In 2006, I phoned in sick/opted out of four shifts at work so I could be there for my glandular fever suffering girlfriend. (Note: at the time I was on an extremely low-income and needed all the money I could get, but her health and wellbeing were more important to me.)
In 2003, 2004, 2005 and 2006, I put my own Christmas wishes aside to try to give my backpacking clients the best day possible.
In 2008, I always tried to be there for my girlfriend during her depressive episodes, regardless of my work commitments, regardless of how triggered I became and the subsequent fallout to my mental health as I knew how much worse it would be if she was on her own.
In 2007, I spent eight hours cooking and preparing a three course candlelit meal for my girlfriend before paying my housemates to bugger off for the evening so my girlfriend and I could have some alone time. (Note: she phoned ten minutes before she’d agreed to come over and told me if we didn’t go to the restaurant she wanted to go to she wouldn’t see me that night.)
In 2006/07, I wrote a personalised interactive novella to give my girlfriend as a birthday present (Note: she broke up with me suddenly before I had the chance to give it to her)
In 2006, I organised a surprise day of fun for a friend who was going through a bad-time; we began with the circus, then went ice-skating, a picnic in the park, swimming/sauna/spa/water slides, a theatre trip and then a late dinner in Lygon Street. It cost me a small fortune, but the smile on her face was worth it.
In 2004, I imported an engagement ring from Scotland because I wanted my fiance to have a ring that was unique, special and meaningful.
In 2002, I emigrated to Australia.
In 2002, I lived in my childhood bedroom whilst my girlfriend traveled Europe and returned to Australia eighteen months before her visa for the UK was up, even though it killed me to do so, it was the only way I was able to afford to save for Australia.
In 2001, even though I’d known her for only five days, I let my girlfriend move in with me as she had nowhere else to go.
And I always tried to be there for my partners and friends whenever they had a problem.
In 2005, I cancelled two adult education courses I wanted to undertake as they clashed with my employment commitments.
In 2002, I sacrificed my family, friends and country of birth to emigrate to Australia without knowing if I would ever see them again.
In 2001/02, I turned down a university course so I could move to Australia to be with the woman I loved.
In 2011 and 2010, I did whatever I could to impart advice to fellow homeless people who were new to the street (e.g. where they could go to get help, how best to keep warm, best places for food etc.)
In 2009, I wrote a newspaper opinion piece containing several pearls of wisdom I’d picked up over the years.
In 2007, I started writing a blog that I hoped would help share the lessons I’d learned with the rest of the world.
In 2010, I cuddled a wombat, and thus fulfilled a life long dream!
In 2007, after a lifetime of hard work to get myself into that position, I returned to college.
In 2004, my girlfriend and I were going to get married. (Note: she called the wedding off as she didn’t want to get married until same-sex marriage was legalised.
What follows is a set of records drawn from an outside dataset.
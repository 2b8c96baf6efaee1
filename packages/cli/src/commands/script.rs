//! Edit scripts: a JSON list of widget actions replayed against a form.
//!
//! ```json
//! [
//!   { "step": "change", "field": "email", "value": "ada@example.com" },
//!   { "step": "advance", "ms": 300 },
//!   { "step": "blur", "field": "email" },
//!   { "step": "set", "document": { "email": "host@example.com" } }
//! ]
//! ```

use formloom_engine::{Breakpoint, Form, FormError, FormEvent, FormStats, ManagedField};
use serde::{Deserialize, Serialize};
use serde_json::Value;
use std::time::Duration;
use thiserror::Error;

#[derive(Debug, Clone, PartialEq, Serialize, Deserialize)]
#[serde(tag = "step", rename_all = "camelCase")]
pub enum Step {
    Change { field: String, value: Value },
    Focus { field: String },
    Blur { field: String },
    Advance { ms: u64 },
    Flush,
    Set { document: Value },
    Breakpoint { breakpoint: Breakpoint },
}

#[derive(Error, Debug)]
pub enum ScriptError {
    #[error("Invalid script: {0}")]
    Parse(#[from] serde_json::Error),

    #[error("Step {index}: no field named '{field}'")]
    UnknownField { index: usize, field: String },

    #[error("Step {index}: {source}")]
    Form {
        index: usize,
        #[source]
        source: FormError,
    },
}

/// Events emitted while one step ran
#[derive(Debug, Clone, Serialize)]
pub struct StepLog {
    pub index: usize,
    pub step: Step,
    pub events: Vec<FormEvent>,
}

#[derive(Debug, Clone, Serialize)]
#[serde(rename_all = "camelCase")]
pub struct Transcript {
    /// Emitted while mounting
    pub mount: Vec<FormEvent>,
    pub steps: Vec<StepLog>,
    pub fields: Vec<ManagedField>,
    pub document: Value,
    pub invalid: std::collections::BTreeMap<String, String>,
    pub stats: FormStats,
}

pub fn parse_script(json: &str) -> Result<Vec<Step>, ScriptError> {
    Ok(serde_json::from_str(json)?)
}

/// Run every step in order; pending edits are flushed at the end
pub fn replay(mut form: Form, steps: Vec<Step>) -> Result<Transcript, ScriptError> {
    let mount = form.drain_events();
    let mut logs = Vec::with_capacity(steps.len());

    for (index, step) in steps.into_iter().enumerate() {
        apply(&mut form, index, &step)?;
        logs.push(StepLog {
            index,
            step,
            events: form.drain_events(),
        });
    }

    form.flush_all()
        .map_err(|source| ScriptError::Form { index: logs.len(), source })?;
    if let Some(last) = logs.last_mut() {
        last.events.extend(form.drain_events());
    }

    Ok(Transcript {
        mount,
        steps: logs,
        fields: form.fields(),
        document: form.data().clone(),
        invalid: form.invalid_map().clone(),
        stats: form.stats(),
    })
}

fn apply(form: &mut Form, index: usize, step: &Step) -> Result<(), ScriptError> {
    let resolve = |form: &Form, field: &str, value: Option<&Value>| {
        form.target(field, value).ok_or_else(|| ScriptError::UnknownField {
            index,
            field: field.to_string(),
        })
    };

    let result = match step {
        Step::Change { field, value } => {
            let id = resolve(form, field, Some(value))?;
            form.on_change(id, value.clone())
        }
        Step::Focus { field } => {
            let id = resolve(form, field, None)?;
            form.on_focus(id)
        }
        Step::Blur { field } => {
            let id = resolve(form, field, None)?;
            form.on_blur(id)
        }
        Step::Advance { ms } => form.advance(Duration::from_millis(*ms)),
        Step::Flush => form.flush_all(),
        Step::Set { document } => form.receive_document(document.clone()),
        Step::Breakpoint { breakpoint } => form.set_breakpoint(*breakpoint),
    };

    result.map_err(|source| ScriptError::Form { index, source })
}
I still think it had more to do with not loving me/not wanting to commit, but what do I know?)
In 2001, I was living in the best flat I’ve ever had.
In 2000, I spent three months traveling Canada.
In 1999 ann 2000, I spent six months traveling in Scotland.
Umm, really? Refusing to give up…even after giving up! Constantly trying to work toward a better me. Endlessly fighting mental illness with little to non-existent support. Giving stigma the spanking it deserves, regardless of the damage it does to my life. Three years living on the streets. Writing this blog on/off for five years. Challenging myself and the way I think. Never giving up on my dreams. Pushing myself each and every day to get out of bed and keep on going in the hope that someday, preferably before I’m too old to enjoy it, I no longer have to prove how fucking awesome I am to the world, or myself – we’ll all just believe it and eat chocolate cake instead!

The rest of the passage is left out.